=== Begin Enclosure ===
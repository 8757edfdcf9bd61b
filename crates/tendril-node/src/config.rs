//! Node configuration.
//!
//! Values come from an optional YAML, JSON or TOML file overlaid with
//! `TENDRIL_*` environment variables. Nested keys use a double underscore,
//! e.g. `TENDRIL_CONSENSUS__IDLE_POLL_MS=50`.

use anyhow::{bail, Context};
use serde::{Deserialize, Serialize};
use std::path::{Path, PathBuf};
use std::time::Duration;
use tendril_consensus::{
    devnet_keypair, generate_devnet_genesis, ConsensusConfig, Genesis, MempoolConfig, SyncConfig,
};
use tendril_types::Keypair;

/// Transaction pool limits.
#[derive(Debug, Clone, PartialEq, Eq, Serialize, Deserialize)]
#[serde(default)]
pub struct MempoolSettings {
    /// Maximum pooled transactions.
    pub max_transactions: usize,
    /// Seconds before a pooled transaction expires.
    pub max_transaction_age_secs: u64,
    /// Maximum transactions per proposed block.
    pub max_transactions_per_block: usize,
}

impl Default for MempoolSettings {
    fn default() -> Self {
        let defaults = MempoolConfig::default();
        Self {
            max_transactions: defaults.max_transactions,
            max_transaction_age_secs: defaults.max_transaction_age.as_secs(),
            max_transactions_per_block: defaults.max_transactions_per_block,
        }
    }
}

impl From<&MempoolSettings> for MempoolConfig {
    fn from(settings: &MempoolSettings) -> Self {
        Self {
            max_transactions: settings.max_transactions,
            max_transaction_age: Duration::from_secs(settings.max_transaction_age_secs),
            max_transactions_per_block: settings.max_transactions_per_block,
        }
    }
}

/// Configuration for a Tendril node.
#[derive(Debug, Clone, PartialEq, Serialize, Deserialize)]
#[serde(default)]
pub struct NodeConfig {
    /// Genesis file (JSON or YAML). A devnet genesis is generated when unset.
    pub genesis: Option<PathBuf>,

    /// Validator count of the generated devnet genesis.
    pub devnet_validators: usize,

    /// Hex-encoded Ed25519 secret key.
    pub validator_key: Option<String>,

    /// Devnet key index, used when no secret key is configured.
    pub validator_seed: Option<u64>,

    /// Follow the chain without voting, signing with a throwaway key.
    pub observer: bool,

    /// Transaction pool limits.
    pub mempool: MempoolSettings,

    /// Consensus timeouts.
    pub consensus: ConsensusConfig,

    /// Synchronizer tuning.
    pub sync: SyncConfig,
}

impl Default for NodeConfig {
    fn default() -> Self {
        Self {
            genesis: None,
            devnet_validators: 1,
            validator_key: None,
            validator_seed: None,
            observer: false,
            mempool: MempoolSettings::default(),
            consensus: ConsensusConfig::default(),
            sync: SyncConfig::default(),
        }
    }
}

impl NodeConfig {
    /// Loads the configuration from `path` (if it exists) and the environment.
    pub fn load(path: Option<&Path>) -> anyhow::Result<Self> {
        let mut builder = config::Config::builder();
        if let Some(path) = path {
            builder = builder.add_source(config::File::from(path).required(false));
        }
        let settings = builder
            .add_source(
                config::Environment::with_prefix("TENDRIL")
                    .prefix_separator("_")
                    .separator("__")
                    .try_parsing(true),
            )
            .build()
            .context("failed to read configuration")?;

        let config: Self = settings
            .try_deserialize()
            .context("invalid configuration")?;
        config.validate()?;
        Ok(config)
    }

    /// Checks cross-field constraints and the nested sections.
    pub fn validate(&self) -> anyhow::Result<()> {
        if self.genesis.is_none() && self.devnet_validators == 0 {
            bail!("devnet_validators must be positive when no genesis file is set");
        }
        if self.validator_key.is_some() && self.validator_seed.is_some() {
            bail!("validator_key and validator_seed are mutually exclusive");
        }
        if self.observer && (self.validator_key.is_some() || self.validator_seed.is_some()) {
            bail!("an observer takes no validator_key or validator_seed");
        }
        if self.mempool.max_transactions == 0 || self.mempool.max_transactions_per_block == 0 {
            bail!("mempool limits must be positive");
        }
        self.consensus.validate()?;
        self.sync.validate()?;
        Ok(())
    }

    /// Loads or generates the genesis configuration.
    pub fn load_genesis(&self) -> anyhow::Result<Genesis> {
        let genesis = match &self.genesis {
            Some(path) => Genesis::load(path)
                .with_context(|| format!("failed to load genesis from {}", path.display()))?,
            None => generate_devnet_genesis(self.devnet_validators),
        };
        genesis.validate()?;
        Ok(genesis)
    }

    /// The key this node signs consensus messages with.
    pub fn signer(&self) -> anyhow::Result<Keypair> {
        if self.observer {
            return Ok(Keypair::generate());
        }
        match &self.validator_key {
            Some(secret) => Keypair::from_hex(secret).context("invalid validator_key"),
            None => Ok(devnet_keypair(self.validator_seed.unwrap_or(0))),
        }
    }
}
=== End Enclosure ===
=== Begin Enclosure ===
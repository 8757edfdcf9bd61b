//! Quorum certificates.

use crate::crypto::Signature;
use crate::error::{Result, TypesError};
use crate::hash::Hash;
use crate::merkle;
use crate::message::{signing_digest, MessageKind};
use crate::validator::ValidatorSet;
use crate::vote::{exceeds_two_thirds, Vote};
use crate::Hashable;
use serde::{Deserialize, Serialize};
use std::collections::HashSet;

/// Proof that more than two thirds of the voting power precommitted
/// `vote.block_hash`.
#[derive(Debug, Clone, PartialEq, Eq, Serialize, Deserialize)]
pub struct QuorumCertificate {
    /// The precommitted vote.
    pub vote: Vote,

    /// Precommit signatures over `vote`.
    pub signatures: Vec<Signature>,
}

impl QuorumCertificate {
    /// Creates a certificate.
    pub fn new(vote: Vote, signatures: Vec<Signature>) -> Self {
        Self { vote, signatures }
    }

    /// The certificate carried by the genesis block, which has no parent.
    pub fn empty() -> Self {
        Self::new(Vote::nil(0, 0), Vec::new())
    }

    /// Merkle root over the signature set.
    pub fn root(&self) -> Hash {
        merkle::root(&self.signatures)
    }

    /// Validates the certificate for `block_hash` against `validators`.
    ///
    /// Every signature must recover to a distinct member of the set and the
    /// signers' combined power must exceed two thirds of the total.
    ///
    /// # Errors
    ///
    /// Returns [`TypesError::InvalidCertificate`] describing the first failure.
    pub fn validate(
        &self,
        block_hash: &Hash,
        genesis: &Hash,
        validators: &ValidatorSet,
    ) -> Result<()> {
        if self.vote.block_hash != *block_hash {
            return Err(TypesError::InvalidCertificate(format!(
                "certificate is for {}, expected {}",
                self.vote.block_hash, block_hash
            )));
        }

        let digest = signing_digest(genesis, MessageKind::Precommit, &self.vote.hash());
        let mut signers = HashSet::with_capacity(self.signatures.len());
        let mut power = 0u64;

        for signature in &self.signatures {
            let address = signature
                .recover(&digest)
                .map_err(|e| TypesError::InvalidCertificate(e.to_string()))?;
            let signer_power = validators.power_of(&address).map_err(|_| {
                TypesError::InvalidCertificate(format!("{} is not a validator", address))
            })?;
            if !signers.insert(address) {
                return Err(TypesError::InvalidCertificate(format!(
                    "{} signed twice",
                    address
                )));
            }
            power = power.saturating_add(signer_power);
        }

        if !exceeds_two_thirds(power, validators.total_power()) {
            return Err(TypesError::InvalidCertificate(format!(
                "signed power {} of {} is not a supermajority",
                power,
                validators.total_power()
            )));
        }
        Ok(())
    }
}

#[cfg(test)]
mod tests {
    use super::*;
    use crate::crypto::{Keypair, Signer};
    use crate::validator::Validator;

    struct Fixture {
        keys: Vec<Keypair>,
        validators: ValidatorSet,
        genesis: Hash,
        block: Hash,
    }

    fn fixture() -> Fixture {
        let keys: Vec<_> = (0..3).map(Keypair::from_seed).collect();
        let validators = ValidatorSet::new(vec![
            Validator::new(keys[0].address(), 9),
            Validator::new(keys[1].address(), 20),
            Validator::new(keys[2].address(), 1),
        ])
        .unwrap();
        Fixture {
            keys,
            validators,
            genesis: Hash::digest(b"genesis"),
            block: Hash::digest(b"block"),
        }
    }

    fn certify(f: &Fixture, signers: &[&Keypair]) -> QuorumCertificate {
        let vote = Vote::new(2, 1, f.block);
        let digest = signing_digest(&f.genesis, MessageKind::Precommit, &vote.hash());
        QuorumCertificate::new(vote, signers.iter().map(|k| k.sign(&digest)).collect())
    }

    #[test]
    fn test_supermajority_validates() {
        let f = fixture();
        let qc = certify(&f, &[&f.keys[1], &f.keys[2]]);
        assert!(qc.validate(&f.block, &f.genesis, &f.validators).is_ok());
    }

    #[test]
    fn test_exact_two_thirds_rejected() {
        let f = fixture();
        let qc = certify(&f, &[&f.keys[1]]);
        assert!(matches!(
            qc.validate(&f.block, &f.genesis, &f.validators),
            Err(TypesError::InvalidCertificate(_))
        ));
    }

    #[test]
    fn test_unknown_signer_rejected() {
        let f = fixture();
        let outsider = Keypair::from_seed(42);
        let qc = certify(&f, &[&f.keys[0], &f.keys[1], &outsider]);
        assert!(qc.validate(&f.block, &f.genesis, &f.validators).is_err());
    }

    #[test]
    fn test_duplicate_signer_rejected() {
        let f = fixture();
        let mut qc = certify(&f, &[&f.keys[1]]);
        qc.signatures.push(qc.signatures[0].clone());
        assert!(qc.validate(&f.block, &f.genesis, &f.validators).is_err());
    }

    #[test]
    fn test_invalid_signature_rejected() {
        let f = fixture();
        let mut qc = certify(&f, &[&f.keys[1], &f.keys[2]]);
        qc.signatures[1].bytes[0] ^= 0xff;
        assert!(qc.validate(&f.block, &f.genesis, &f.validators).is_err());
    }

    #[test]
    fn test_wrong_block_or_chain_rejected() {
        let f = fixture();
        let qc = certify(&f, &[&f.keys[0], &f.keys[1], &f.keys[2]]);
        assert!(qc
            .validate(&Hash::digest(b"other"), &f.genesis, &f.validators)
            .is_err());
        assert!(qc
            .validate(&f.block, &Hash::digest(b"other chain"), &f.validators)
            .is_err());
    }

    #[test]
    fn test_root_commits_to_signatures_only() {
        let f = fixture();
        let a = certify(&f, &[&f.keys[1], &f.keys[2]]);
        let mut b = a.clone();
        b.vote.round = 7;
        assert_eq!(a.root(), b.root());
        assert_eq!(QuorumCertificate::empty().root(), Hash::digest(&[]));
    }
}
=== End Enclosure ===
Scan the listing above, and wherever a line holds the string "Result", copy that line.

    pub fn load(path: Option<&Path>) -> anyhow::Result<Self> {
    pub fn validate(&self) -> anyhow::Result<()> {
    pub fn load_genesis(&self) -> anyhow::Result<Genesis> {
    pub fn signer(&self) -> anyhow::Result<Keypair> {
use crate::error::{Result, TypesError};
    ) -> Result<()> {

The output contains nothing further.